Thursday, 21 January 2016


Two more suggestions from friends and followers of our Peter Cushing Appreciation Society Facebook Fan Page  

GUY HENRY: An English stage and screen actor, with roles in Rome and John Adams. He appeared in Harry Potter and the Deathly Hallows – Part 1 and Part 2 and, more recently, the hospital drama Holby City as the Chief Executive Officer, Mr Henrik Hanssen. In 1987, Henry appeared in the episode 'Rumpole and the Official Secret' from Season 4 of Rumpole of the Bailey.

In the early 1990s, he played the acerbic, demonic Dr Walpurgis in The Vault of Horror, a BBC Halloween special. His make-up was provided by Hellraiser veteran Geoff Portass. Guy also introduced a few series of cult horror films in several BBC One Friday night horror seasons (with a name change to 'Dr. Terror'), with scripted introductions written by horror novelist and film historian Kim Newman. He appeared in the 1996 schools series Look and Read: Spywatch, the BBC's 1996 adaptation of Emma.

In 1998 he made one appearance in the medical soap opera Peak Practice and in two episodes of The Grand. His film credits include appearances in Another Country with Rupert Everett, later in Stephen Fry's 2003 film Bright Young Things (appearing in the poster for it, top left) as Archie, in V for Vendetta as Conrad Heyer, in Starter for 10 as a university professor, in Expresso and as Pius Thicknesse in Harry Potter and the Deathly Hallows – Part 1 and Part 2. In 2014 he appeared in the critically acclaimed short film Done In.

Paul Benjamin "Ben" Mendelsohn (born 3 April 1969): An Australian actor, known for his work in the films Animal Kingdom, The Dark Knight Rises, Killing Them Softly, The Place Beyond the Pines, Starred Up, Exodus: Gods and Kings, and Lost River. Mendelsohn currently stars in the Netflix series Bloodline, for which he received a Primetime Emmy Award and Golden Globe nomination.

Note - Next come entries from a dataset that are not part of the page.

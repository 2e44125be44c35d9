//! Synthesized-reply playback
//!
//! Each reply segment plays through its own [`PlaybackHandle`], which owns
//! exactly one underlying output stream and is discarded on completion,
//! error, or cancellation. Cancellation is synchronous and idempotent, and
//! silences the output before stopping it so halting mid-sample produces no
//! audible artifact.

use std::io::Cursor;
use std::sync::Arc;
use std::sync::atomic::{AtomicBool, AtomicU32, AtomicUsize, Ordering};
use std::time::{Duration, Instant};

use cpal::traits::{DeviceTrait, HostTrait, StreamTrait};
use cpal::{Device, SampleRate, StreamConfig};
use tokio::sync::watch;

use crate::{Error, Result};

/// Sample rate for playback (matches common TTS output)
const PLAYBACK_SAMPLE_RATE: u32 = 24_000;

/// Destination for synthesized audio
pub trait AudioSink: Send + Sync {
    /// Start playing MP3 bytes, returning immediately with a handle
    ///
    /// # Errors
    ///
    /// Returns error if decoding fails or the output device rejects the
    /// stream.
    fn play(&self, mp3: &[u8]) -> Result<PlaybackHandle>;
}

/// Shared control block between a handle and its output stream
#[derive(Debug)]
struct PlaybackCtrl {
    /// f32 gain bits; the output callback multiplies every sample by this
    volume: AtomicU32,
    /// Source detached: the callback emits silence regardless of position
    detached: AtomicBool,
    cancelled: AtomicBool,
    position: AtomicUsize,
}

/// Wraps one playback. Clones share the same underlying stream; the
/// orchestrator keeps one clone to cancel on barge-in while the reply
/// pipeline keeps another to await completion.
#[derive(Debug, Clone)]
pub struct PlaybackHandle {
    ctrl: Arc<PlaybackCtrl>,
    done_tx: watch::Sender<bool>,
    done_rx: watch::Receiver<bool>,
}

impl PlaybackHandle {
    fn new() -> Self {
        let (done_tx, done_rx) = watch::channel(false);
        Self {
            ctrl: Arc::new(PlaybackCtrl {
                volume: AtomicU32::new(1.0f32.to_bits()),
                detached: AtomicBool::new(false),
                cancelled: AtomicBool::new(false),
                position: AtomicUsize::new(0),
            }),
            done_tx,
            done_rx,
        }
    }

    /// Handle for playback not bound to a local output stream: hosts that
    /// route audio to their own output keep cancellation semantics, and
    /// drive completion through [`PlaybackHandle::finish`].
    #[must_use]
    pub fn unbound() -> Self {
        Self::new()
    }

    /// Stop playback immediately. Idempotent; safe when nothing is playing.
    ///
    /// Zeroes the volume and detaches the source before the stream winds
    /// down, so the device never renders a truncated sample.
    pub fn cancel(&self) {
        if !self.ctrl.cancelled.swap(true, Ordering::SeqCst) {
            self.ctrl.volume.store(0.0f32.to_bits(), Ordering::SeqCst);
            self.ctrl.detached.store(true, Ordering::SeqCst);
            tracing::debug!("playback cancelled");
        }
        self.finish();
    }

    /// Whether this playback was cancelled
    #[must_use]
    pub fn is_cancelled(&self) -> bool {
        self.ctrl.cancelled.load(Ordering::SeqCst)
    }

    /// Whether playback has ended for any reason
    #[must_use]
    pub fn is_finished(&self) -> bool {
        *self.done_rx.borrow()
    }

    /// Wait until playback ends (completion, error, or cancellation)
    pub async fn finished(&self) {
        let mut rx = self.done_rx.clone();
        while !*rx.borrow_and_update() {
            if rx.changed().await.is_err() {
                return;
            }
        }
    }

    /// Mark playback complete, waking waiters. Idempotent.
    pub fn finish(&self) {
        let _ = self.done_tx.send(true);
    }
}

/// Plays audio to the default output device
pub struct AudioPlayer {
    device: Device,
    config: StreamConfig,
}

impl AudioPlayer {
    /// Open the default output device
    ///
    /// # Errors
    ///
    /// Returns error if no suitable output configuration exists
    pub fn new() -> Result<Self> {
        let host = cpal::default_host();

        let device = host
            .default_output_device()
            .ok_or_else(|| Error::Audio("no output device available".to_string()))?;

        let supported_config = device
            .supported_output_configs()
            .map_err(|e| Error::Audio(e.to_string()))?
            .find(|c| {
                c.channels() == 1
                    && c.min_sample_rate() <= SampleRate(PLAYBACK_SAMPLE_RATE)
                    && c.max_sample_rate() >= SampleRate(PLAYBACK_SAMPLE_RATE)
            })
            .or_else(|| {
                device.supported_output_configs().ok()?.find(|c| {
                    c.channels() == 2
                        && c.min_sample_rate() <= SampleRate(PLAYBACK_SAMPLE_RATE)
                        && c.max_sample_rate() >= SampleRate(PLAYBACK_SAMPLE_RATE)
                })
            })
            .ok_or_else(|| Error::Audio("no suitable output config found".to_string()))?;

        let config = supported_config
            .with_sample_rate(SampleRate(PLAYBACK_SAMPLE_RATE))
            .config();

        tracing::debug!(
            device = device.name().unwrap_or_default(),
            sample_rate = PLAYBACK_SAMPLE_RATE,
            channels = config.channels,
            "audio playback initialized"
        );

        Ok(Self { device, config })
    }

    /// Start playing raw samples. Used by the hardware smoke tests.
    ///
    /// # Errors
    ///
    /// Returns error if the output device rejects the stream.
    pub fn play_samples(&self, samples: Vec<f32>) -> Result<PlaybackHandle> {
        self.spawn_playback(samples)
    }

    /// Start playing decoded samples on a dedicated audio thread.
    ///
    /// Output streams are not `Send`, so the stream lives on its own thread
    /// and is controlled through the handle's shared atomics.
    fn spawn_playback(&self, samples: Vec<f32>) -> Result<PlaybackHandle> {
        let handle = PlaybackHandle::new();
        if samples.is_empty() {
            handle.finish();
            return Ok(handle);
        }

        let device = self.device.clone();
        let config = self.config.clone();
        let thread_handle = handle.clone();

        std::thread::Builder::new()
            .name("parley-playback".to_string())
            .spawn(move || {
                if let Err(e) = run_output_stream(&device, &config, samples, &thread_handle) {
                    tracing::error!(error = %e, "audio playback error");
                }
                thread_handle.finish();
            })
            .map_err(|e| Error::Audio(format!("playback thread spawn failed: {e}")))?;

        Ok(handle)
    }
}

impl AudioSink for AudioPlayer {
    fn play(&self, mp3: &[u8]) -> Result<PlaybackHandle> {
        let samples = decode_mp3(mp3)?;
        self.spawn_playback(samples)
    }
}

fn run_output_stream(
    device: &Device,
    config: &StreamConfig,
    samples: Vec<f32>,
    handle: &PlaybackHandle,
) -> Result<()> {
    let channels = usize::from(config.channels);
    let total = samples.len();
    let ctrl = Arc::clone(&handle.ctrl);
    let samples = Arc::new(samples);

    let cb_ctrl = Arc::clone(&ctrl);
    let cb_samples = Arc::clone(&samples);
    let stream = device
        .build_output_stream(
            config,
            move |data: &mut [f32], _: &cpal::OutputCallbackInfo| {
                let volume = f32::from_bits(cb_ctrl.volume.load(Ordering::SeqCst));
                let detached = cb_ctrl.detached.load(Ordering::SeqCst);

                for frame in data.chunks_mut(channels) {
                    let pos = cb_ctrl.position.load(Ordering::SeqCst);
                    let sample = if detached || pos >= cb_samples.len() {
                        0.0
                    } else {
                        cb_ctrl.position.store(pos + 1, Ordering::SeqCst);
                        cb_samples[pos] * volume
                    };
                    for out in frame.iter_mut() {
                        *out = sample;
                    }
                }
            },
            |err| {
                tracing::error!(error = %err, "audio output stream error");
            },
            None,
        )
        .map_err(|e| Error::Audio(e.to_string()))?;

    stream.play().map_err(|e| Error::Audio(e.to_string()))?;

    let duration_ms = (total as u64 * 1000) / u64::from(PLAYBACK_SAMPLE_RATE);
    let deadline = Instant::now() + Duration::from_millis(duration_ms + 500);

    while Instant::now() < deadline {
        if ctrl.cancelled.load(Ordering::SeqCst)
            || ctrl.position.load(Ordering::SeqCst) >= total
        {
            break;
        }
        std::thread::sleep(Duration::from_millis(50));
    }

    // Let the device drain the final buffer before tearing the stream down
    if !ctrl.cancelled.load(Ordering::SeqCst) {
        std::thread::sleep(Duration::from_millis(100));
    }

    drop(stream);
    tracing::debug!(samples = total, "playback ended");
    Ok(())
}

/// Decode MP3 bytes to mono f32 samples
fn decode_mp3(mp3_data: &[u8]) -> Result<Vec<f32>> {
    let mut decoder = minimp3::Decoder::new(Cursor::new(mp3_data));
    let mut samples = Vec::new();

    loop {
        match decoder.next_frame() {
            Ok(frame) => {
                if frame.channels == 2 {
                    samples.extend(frame.data.chunks(2).map(|chunk| {
                        let left = f32::from(chunk[0]) / 32768.0;
                        let right = f32::from(chunk.get(1).copied().unwrap_or(chunk[0])) / 32768.0;
                        f32::midpoint(left, right)
                    }));
                } else {
                    samples.extend(frame.data.iter().map(|&s| f32::from(s) / 32768.0));
                }
            }
            Err(minimp3::Error::Eof) => break,
            Err(e) => return Err(Error::Audio(format!("MP3 decode error: {e}"))),
        }
    }

    Ok(samples)
}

After several early television roles, including The Henderson Kids, he attracted notice in his breakout film, The Year My Voice Broke (1987), winning him the Australian Film Institute Award for Best Supporting Actor. His next major role was in The Big Steal (1990), and Spotswood (1992) co-starring with Anthony Hopkins; this was followed in 1996 by Cosi and Idiot Box. In 2000 he was in two contrasting films, the Australian Mullet and the Hollywood Vertical Limit. In 2005, he was preparing to play Mark Antony in the Sydney Theatre Company-produced Julius Caesar, and he was in the Terrence Malick-directed film The New World

In 2007, Mendelsohn starred in the third season of the TV series Love My Way and in 2008, he appeared in Baz Luhrmann's Australia and filmed the 10-part Melbourne series Tangle, which premiered on Showcase in 2009. In 2009, he appeared in the American science fiction film Knowing directed by Alex Proyas. The same year, Mendelsohn starred as Ned in Beautiful Kate, directed by Rachel Ward, opposite Bryan Brown and Rachel Griffiths.

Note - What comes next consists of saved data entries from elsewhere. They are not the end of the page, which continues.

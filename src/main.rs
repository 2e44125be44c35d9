use std::path::PathBuf;
use std::process::ExitCode;
use std::sync::Arc;
use std::time::Duration;

use clap::{Parser, Subcommand};
use tracing_subscriber::EnvFilter;

use parley_engine::{
    AudioCaptureController, AudioPlayer, CloudAdapter, CloudTranscriber, CompletionClient, Config,
    DeviceCapabilities, EngineStatus, Orchestrator, RequestClient, SpeechSynthesis,
    SpeechSynthesizer, StatusSink, TranscriptionStrategy, VoiceActivityMonitor, VoiceParams,
};

/// Parley - real-time voice conversation engine
#[derive(Parser)]
#[command(name = "parley", version, about)]
struct Cli {
    /// Path to a configuration file (defaults to the platform config dir)
    #[arg(short, long, env = "PARLEY_CONFIG")]
    config: Option<PathBuf>,

    /// Increase verbosity (-v, -vv, -vvv)
    #[arg(short, long, action = clap::ArgAction::Count)]
    verbose: u8,

    #[command(subcommand)]
    command: Option<Command>,
}

#[derive(Subcommand)]
enum Command {
    /// Start a conversation (default)
    Run,
    /// Test microphone input
    TestMic {
        /// Duration in seconds
        #[arg(short, long, default_value = "5")]
        duration: u64,
    },
    /// Test speaker output
    TestSpeaker,
    /// Test TTS output
    TestTts {
        /// Text to speak
        #[arg(default_value = "Hello! This is a test of the speech synthesis path.")]
        text: String,
    },
}

#[tokio::main]
async fn main() -> ExitCode {
    let cli = Cli::parse();

    let filter = match cli.verbose {
        0 => "info,parley_engine=info",
        1 => "info,parley_engine=debug",
        2 => "debug",
        _ => "trace",
    };

    tracing_subscriber::fmt()
        .with_env_filter(EnvFilter::new(filter))
        .init();

    match run(cli).await {
        Ok(()) => ExitCode::SUCCESS,
        Err(e) => {
            tracing::error!("fatal: {e}");
            ExitCode::FAILURE
        }
    }
}

#[allow(clippy::future_not_send)]
async fn run(cli: Cli) -> anyhow::Result<()> {
    let config = Config::load(cli.config.as_deref())?;

    match cli.command.unwrap_or(Command::Run) {
        Command::Run => run_conversation(config).await,
        Command::TestMic { duration } => test_mic(&config, duration),
        Command::TestSpeaker => test_speaker(),
        Command::TestTts { text } => test_tts(&config, &text).await,
    }
}

#[allow(clippy::future_not_send)]
async fn run_conversation(config: Config) -> anyhow::Result<()> {
    let net = Arc::new(RequestClient::new());

    let transcriber = Arc::new(CloudTranscriber::new(&config.stt)?);
    let cloud = CloudAdapter::new(
        transcriber,
        Arc::clone(&net),
        config.retry.clone(),
        &config.stt,
        &config.capture,
        &config.vad,
    );

    // No platform recognizer is injected by the CLI host; the session
    // starts on the cloud adapter
    let capabilities = DeviceCapabilities {
        native_echo_cancellation: false,
        local_recognizer: false,
    };
    let strategy = TranscriptionStrategy::select(capabilities, None, cloud);

    let completion = Arc::new(CompletionClient::new(&config.completion)?);
    let synthesis = Arc::new(SpeechSynthesizer::new(&config.tts)?);
    let sink = Arc::new(AudioPlayer::new()?);
    let status = Arc::new(LogStatus);

    let capture = AudioCaptureController::new(&config.capture)?;

    let mut orchestrator = Orchestrator::new(
        config,
        capabilities,
        strategy,
        completion,
        synthesis,
        sink,
        status,
        net,
    )
    .with_capture(capture);

    let (shutdown_tx, mut shutdown_rx) = tokio::sync::mpsc::channel::<()>(1);
    tokio::spawn(async move {
        if tokio::signal::ctrl_c().await.is_ok() {
            let _ = shutdown_tx.send(()).await;
        }
    });

    tracing::info!("starting conversation; press Ctrl-C to hang up");
    // Runs on the main thread: capture streams are not Send
    orchestrator.run(&mut shutdown_rx).await?;
    Ok(())
}

fn test_mic(config: &Config, duration: u64) -> anyhow::Result<()> {
    let mut capture = AudioCaptureController::new(&config.capture)?;
    capture.start()?;
    tracing::info!(duration, "recording; speak into the microphone");

    std::thread::sleep(Duration::from_secs(duration));

    let chunk = capture
        .take_chunk()?
        .ok_or_else(|| anyhow::anyhow!("no audio captured"))?;
    let volume = VoiceActivityMonitor::chunk_volume(&chunk.bytes)?;
    capture.stop();

    tracing::info!(
        bytes = chunk.len(),
        volume_pct = volume,
        device_rate = chunk.source_sample_rate,
        "capture ok"
    );
    Ok(())
}

fn test_speaker() -> anyhow::Result<()> {
    let player = AudioPlayer::new()?;

    // One second 440 Hz tone
    let samples: Vec<f32> = (0..24_000)
        .map(|i| {
            let t = i as f32 / 24_000.0;
            (2.0 * std::f32::consts::PI * 440.0 * t).sin() * 0.4
        })
        .collect();

    tracing::info!("playing test tone");
    let handle = player.play_samples(samples)?;
    while !handle.is_finished() {
        std::thread::sleep(Duration::from_millis(50));
    }
    tracing::info!("speaker ok");
    Ok(())
}

async fn test_tts(config: &Config, text: &str) -> anyhow::Result<()> {
    let synthesizer = SpeechSynthesizer::new(&config.tts)?;
    let params = VoiceParams::from_config(&config.tts);

    tracing::info!(text, "synthesizing");
    let audio = synthesizer.synthesize(text, &params).await?;

    let player = AudioPlayer::new()?;
    let handle = parley_engine::AudioSink::play(&player, &audio)?;
    handle.finished().await;
    tracing::info!("tts ok");
    Ok(())
}

/// CLI status collaborator: renders engine state as log lines
struct LogStatus;

impl StatusSink for LogStatus {
    fn update(&self, status: EngineStatus, transcript_preview: Option<&str>, reply: Option<&str>) {
        match (transcript_preview, reply) {
            (Some(text), _) => tracing::info!(?status, transcript = %text, "status"),
            (_, Some(text)) => tracing::info!(?status, reply = %text, "status"),
            _ => tracing::info!(?status, "status"),
        }
    }
}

In 2010, he appeared in Animal Kingdom, starring in the film as Andrew 'Pope' Cody, a criminal on the run from the law living in the notorious Melbourne Underworld. This role won him many awards including IF Award's Best Actor and the AFI's award for Best Actor in a Leading Role. He was also named GQ Australia's Actor of the Year for 2010.

He was selected as one of the entrants to the Who's Who in Australia 2012 edition. In 2012, Mendelsohn played the supporting role of John Daggett in Christopher Nolan's The Dark Knight Rises.

In 2012, he appeared in Florence + the Machine's music video for "Lover to Lover". The video was directed by Vincent Haycock. In 2013, he guest starred in the TV series Girls as the father of Jessa, played by Jemima Kirke. In 2014, Mendelsohn joined the cast of Bloodline, a Netflix original from the creators of Damages. The first season premiered on the site on 20 March 2015 and was well received. Mendelsohn's performance on the series has been critically lauded, with IGN reviewer Matt Fowler saying in his review of the first season "Everyone on the show shines...but it's Mendelsohn's lanky, damaged, bitter Danny Rayburn that truly drives the show into harrowing places. Spectacular work that I hope gets recognized come awards season."